Spring de-winterization is a ritual we run every year, and even after seven years of doing it we still find something that needs attention. Last spring it was a hairline crack in a hot-water line fitting under the kitchen sink — caught early because we pressure-tested before connecting to city water. The spring before that it was a cracked low-point drain valve. The first time we did this, on our very first Winnebago, we didn't pressure-test first, hooked up to city water, and discovered the bathroom faucet had a frozen-split body. Spent the morning mopping up.
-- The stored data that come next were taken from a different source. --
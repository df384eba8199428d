//! Outbound notification delivery (C15), adapted from the teacher's
//! `alert_engine.rs` per-channel dispatch (email via `lettre`, Slack and
//! generic webhooks via `reqwest`): attempts email if SMTP is configured,
//! then every Slack webhook, then every generic webhook, logging but never
//! failing the caller on delivery errors.

use lettre::message::header::ContentType;
use lettre::transport::smtp::authentication::Credentials;
use lettre::{AsyncSmtpTransport, AsyncTransport, Message, Tokio1Executor};
use serde::Serialize;
use serde_json::json;

#[derive(Debug, Clone)]
pub struct SmtpConfig {
    pub host: Option<String>,
    pub port: u16,
    pub user: Option<String>,
    pub pass: Option<String>,
    pub from: String,
}

#[derive(Debug, Clone)]
pub enum NotificationChannel {
    Email { to: String },
    Slack { webhook_url: String },
    Webhook { url: String },
}

pub fn build_smtp_transport(cfg: &SmtpConfig) -> Option<AsyncSmtpTransport<Tokio1Executor>> {
    let host = cfg.host.as_deref()?;
    let mut builder = AsyncSmtpTransport::<Tokio1Executor>::relay(host).ok()?;
    builder = builder.port(cfg.port);
    if let (Some(user), Some(pass)) = (&cfg.user, &cfg.pass) {
        builder = builder.credentials(Credentials::new(user.clone(), pass.clone()));
    }
    Some(builder.build())
}

#[derive(Debug, Clone, Serialize)]
pub struct WebhookEvent {
    pub event: String,
    pub message: String,
}

/// Deliver `message` to every channel, logging and swallowing per-channel
/// failures. Never returns an error: the caller's own flow must not be
/// interrupted by a delivery failure.
pub async fn send_notifications(
    message: &str,
    event_kind: &str,
    channels: &[NotificationChannel],
    smtp_config: Option<&SmtpConfig>,
    smtp_transport: Option<&AsyncSmtpTransport<Tokio1Executor>>,
    http_client: &reqwest::Client,
) {
    for channel in channels {
        match channel {
            NotificationChannel::Email { to } => {
                let Some(transport) = smtp_transport else {
                    tracing::warn!("email channel configured but SMTP is not set up");
                    continue;
                };
                let Some(smtp_config) = smtp_config else { continue };
                let email = Message::builder()
                    .from(smtp_config.from.parse().unwrap_or_else(|_| "piwardrive@localhost".parse().unwrap()))
                    .to(to.parse().unwrap_or_else(|_| "noreply@localhost".parse().unwrap()))
                    .subject(format!("[piwardrive] {event_kind}"))
                    .header(ContentType::TEXT_PLAIN)
                    .body(message.to_string());
                match email {
                    Ok(email) => {
                        if let Err(e) = transport.send(email).await {
                            tracing::warn!(to, error = %e, "notification email failed");
                        }
                    }
                    Err(e) => tracing::warn!(error = %e, "failed to build notification email"),
                }
            }
            NotificationChannel::Slack { webhook_url } => {
                let payload = json!({"text": message});
                if let Err(e) = http_client.post(webhook_url).json(&payload).send().await {
                    tracing::warn!(error = %e, "slack webhook delivery failed");
                }
            }
            NotificationChannel::Webhook { url } => {
                let payload = WebhookEvent { event: event_kind.to_string(), message: message.to_string() };
                if let Err(e) = http_client.post(url).json(&payload).send().await {
                    tracing::warn!(error = %e, "generic webhook delivery failed");
                }
            }
        }
    }
}

#[cfg(test)]
mod tests {
    use super::*;

    #[test]
    fn smtp_transport_is_none_without_host() {
        let cfg = SmtpConfig { host: None, port: 587, user: None, pass: None, from: "a@b.com".to_string() };
        assert!(build_smtp_transport(&cfg).is_none());
    }

    #[tokio::test]
    async fn send_notifications_skips_email_without_transport() {
        let client = reqwest::Client::new();
        // Should not panic even though no transport/smtp config is provided.
        send_notifications(
            "test message",
            "suspicious_activity",
            &[NotificationChannel::Email { to: "ops@example.com".to_string() }],
            None,
            None,
            &client,
        )
        .await;
    }
}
The good news is that none of this is hard. The procedure is forgiving, the chemistry is mild, and the tools are minimal. The bad news is that almost every RV owner we know got their de-winterization training from a single hurried orientation at delivery, and then improvised from there. So they miss steps. Or they skip the sanitization. Or they use the wrong bleach ratio and end up with a tank full of barely-treated water for the season. This post is the version we wish someone had handed us in 2017.
Before you start: what to gather
You'll do this faster if you have everything ready before you turn on the pump. Our spring kit:
- A fresh drinking-water hose (a dedicated white potable-water hose, not your garden hose).
- Inline water filter, replaced annually.
- Water pressure regulator. Always. Not optional.
- Household chlorine bleach, plain unscented, not splashless or fragrance-added.
- A measuring cup or jug.
- A bucket.
- A bottle of water-system sanitizer if you prefer a packaged product, though plain bleach at the right ratio works fine.
- Flashlight, paper towels, the maintenance log notebook.
- If you've got a pressure-test gauge or a city-water pressure regulator with a built-in gauge, that's a bonus.
It also helps to do this on a day with mild weather. Not the first warm day of spring when there's still risk of a hard freeze overnight; not the hottest week of summer when standing in the sun gets old fast.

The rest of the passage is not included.